L’OMS est avant tout une organisation normative, c’est-à-dire qu’elle établit, grâce à ses capacités d’expertise, des normes, qui sont le plus souvent des recommandations que les États doivent ensuite implémenter. Par exemple, dans le cas de la pandémie de Covid-19, l’organisation émet des lignes directrices sur la manière de soigner les voyageurs malades, les traitements à utiliser, la continuité des programmes de vaccinations, etc.

Les normes établies par l’OMS se fondent sur la science. Les employés de l’OMS effectuent un travail de veille et de collecte de données scientifiques, l’organisation a noué des partenariats avec plus de 800 institutions de recherche dans le mondeet réunit des comités d’experts indépendants, qui doivent désormais remplir des déclarations de conflit d’intérêts, pour élaborer ses recommandations sanitaires. Celles-ci peuvent évoluer en fonction du développement des connaissances scientifiques - les directives sur le Covid-19 sont ainsi régulièrement mises à jour.

Le mandat normatif de l’OMS conduit souvent à présenter l’organisation comme une entité scientifique et technique mettant en œuvre des mesures sanitaires dépolitisées. Néanmoins, comme toute organisation internationale, l’OMS est soumise à des logiques de politisation, et ce d’autant plus que la santé est un domaine sensible au regard de la souveraineté de l’État.

La santé est aussi politique

L’OMS ne dispose que de l’autorité que ses États membres veulent bien lui conférer. Elle n’a notamment pas de pouvoir de sanction. Pour remplir son rôle, elle cherche donc à s’assurer de la coopération des gouvernements, à l’image d’un acteur diplomatique.
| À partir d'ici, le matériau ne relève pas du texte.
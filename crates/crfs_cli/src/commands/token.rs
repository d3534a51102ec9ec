//! Token command implementation.

use crfs_protocol::{FileSystemId, UserId};
use crfs_server::{AuthConfig, TokenVerifier};

/// Runs the token command, printing a hex token.
pub fn run(user: &str, fs: &str, secret: &str) -> Result<(), Box<dyn std::error::Error>> {
    println!("{}", issue(user, fs, secret)?);
    Ok(())
}

fn issue(user: &str, fs: &str, secret: &str) -> Result<String, Box<dyn std::error::Error>> {
    let user: UserId = user.parse().map_err(|e| format!("user id: {e}"))?;
    let fs: FileSystemId = fs.parse().map_err(|e| format!("filesystem id: {e}"))?;
    let secret = hex::decode(secret.trim()).map_err(|e| format!("auth secret: {e}"))?;

    let token = TokenVerifier::new(AuthConfig::new(secret)).create_token(user, fs)?;
    Ok(hex::encode(token))
}
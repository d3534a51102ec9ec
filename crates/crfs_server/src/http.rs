//! HTTP routes.
//!
//! - `POST /api/` takes a JSON request envelope and returns a reply
//!   envelope.
//! - `GET` and `PUT` on `/operation/<fs-uuid>/<hex-hash>` read and write
//!   raw operation bytes.

use crate::auth::Caller;
use crate::dispatch::Dispatcher;
use crate::error::{ServerError, ServerResult};
use crate::gateway::SyncGateway;
use axum::body::Bytes;
use axum::extract::{DefaultBodyLimit, Path, State};
use axum::http::{header, HeaderMap, StatusCode};
use axum::response::{IntoResponse, Response};
use axum::routing::{get, post};
use axum::{Json, Router};
use crfs_protocol::{FileSystemId, OpHash, UserId};
use std::sync::Arc;
use tower_http::trace::TraceLayer;
use tracing::error;

/// Header carrying the caller's user id on blob requests.
pub const USER_HEADER: &str = "x-crfs-user";

/// Header carrying the caller's hex token on blob requests.
pub const TOKEN_HEADER: &str = "x-crfs-token";

const API_BODY_LIMIT: usize = 16 * 1024 * 1024;

#[derive(Clone)]
struct AppState {
    gateway: Arc<SyncGateway>,
    dispatcher: Dispatcher,
}

/// Builds the router for `gateway`.
pub fn router(gateway: Arc<SyncGateway>) -> Router {
    let blob_limit = gateway.config().max_blob_size;
    let state = AppState {
        dispatcher: Dispatcher::new(Arc::clone(&gateway)),
        gateway,
    };

    Router::new()
        .route("/api/", post(api))
        .route("/api", post(api))
        .route("/operation/:fs/:hash", get(get_blob).put(put_blob))
        .layer(DefaultBodyLimit::max(blob_limit.max(API_BODY_LIMIT)))
        .layer(TraceLayer::new_for_http())
        .with_state(state)
}

async fn api(State(state): State<AppState>, body: Bytes) -> Response {
    let dispatcher = state.dispatcher.clone();
    match tokio::task::spawn_blocking(move || dispatcher.handle_bytes(&body)).await {
        Ok((status, reply)) => (status, Json(reply)).into_response(),
        Err(e) => {
            error!(error = %e, "dispatch task failed");
            StatusCode::INTERNAL_SERVER_ERROR.into_response()
        }
    }
}

async fn get_blob(
    State(state): State<AppState>,
    Path((fs, hash)): Path<(String, String)>,
    headers: HeaderMap,
) -> Response {
    let result = run_blocking(move || {
        let (fs, hash) = parse_address(&fs, &hash)?;
        let caller = caller_from_headers(&headers)?;
        state.gateway.get_blob(caller.as_ref(), fs, &hash)
    })
    .await;

    match result {
        Ok(data) => ([(header::CONTENT_TYPE, "application/octet-stream")], data).into_response(),
        Err(err) => blob_error(&err),
    }
}

async fn put_blob(
    State(state): State<AppState>,
    Path((fs, hash)): Path<(String, String)>,
    headers: HeaderMap,
    body: Bytes,
) -> Response {
    let result = run_blocking(move || {
        let (fs, hash) = parse_address(&fs, &hash)?;
        let caller = caller_from_headers(&headers)?;
        state.gateway.put_blob(caller.as_ref(), fs, &hash, &body)
    })
    .await;

    match result {
        Ok(_) => StatusCode::OK.into_response(),
        Err(err) => blob_error(&err),
    }
}

async fn run_blocking<T, F>(f: F) -> ServerResult<T>
where
    F: FnOnce() -> ServerResult<T> + Send + 'static,
    T: Send + 'static,
{
    tokio::task::spawn_blocking(f)
        .await
        .map_err(|e| ServerError::Internal(e.to_string()))?
}

fn parse_address(fs: &str, hash: &str) -> ServerResult<(FileSystemId, OpHash)> {
    let fs = fs
        .parse()
        .map_err(|e| ServerError::MalformedInput(format!("filesystem id: {e}")))?;
    let hash = OpHash::from_hex(hash)?;
    Ok((fs, hash))
}

fn caller_from_headers(headers: &HeaderMap) -> ServerResult<Option<Caller>> {
    let Some(user) = headers.get(USER_HEADER) else {
        return Ok(None);
    };
    let user: UserId = user
        .to_str()
        .ok()
        .and_then(|s| s.parse().ok())
        .ok_or_else(|| ServerError::MalformedInput(format!("invalid {USER_HEADER} header")))?;
    let token = headers
        .get(TOKEN_HEADER)
        .map(|t| {
            t.to_str()
                .map_err(|_| ServerError::MalformedInput(format!("invalid {TOKEN_HEADER} header")))
        })
        .transpose()?;
    Caller::from_hex_token(user, token).map(Some)
}

fn blob_error(err: &ServerError) -> Response {
    if err.is_server_error() {
        error!(error = %err, "blob request failed");
    }
    (err.blob_status(), err.public_message()).into_response()
}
Si l’organisation est régulièrement critiquée– sa gestion de la pandémie de Covid-19 fera l’objet d’une évaluation indépendante – cela n’empêche pas le travail normatif de l’OMS sur la Covid-19 d’être guidé par la science, dans le cadre du mandat fixé dans sa Constitution et par les États membres, qui sont in fine les décideurs.

La deuxième partie de la citation de Jair Bolsonaro (« Nous n’avons pas besoin de gens de l’extérieur pour donner leur sentiment sur la santé ici [au Brésil] »), met clairement en évidence que le président brésilien est gêné avant tout par le fait que les recommandations de l’OMS vont à l’encontre de ses actions, controversées depuis le début de la crise sanitaire.

Aujourd’hui, le Brésil est le deuxième pays le plus touché par l’épidémie (en nombre de cas et de morts), derrière les États-Unis. Jair Bolsonaro a dû faire face à la démission de deux ministres de la santé à un mois d’intervalle, en raison de désaccords profonds sur sa manière de gérer l’épidémie. Le président brésilien a lui-même été testé positif au nouveau coronavirus début juillet.

En effet, à l’image du président des États-Unis, Jair Bolsonaro nie la gravité de l’épidémie, refuse de porter un masque, critique les restrictions de déplacements ou encore vante, sans preuve scientifique, les mérites d’un traitement à l’hydroxychloroquine. L’OMS apparaît ici comme un bouc émissaire, permettant à des dirigeants contestés d’essayer de se dédouaner.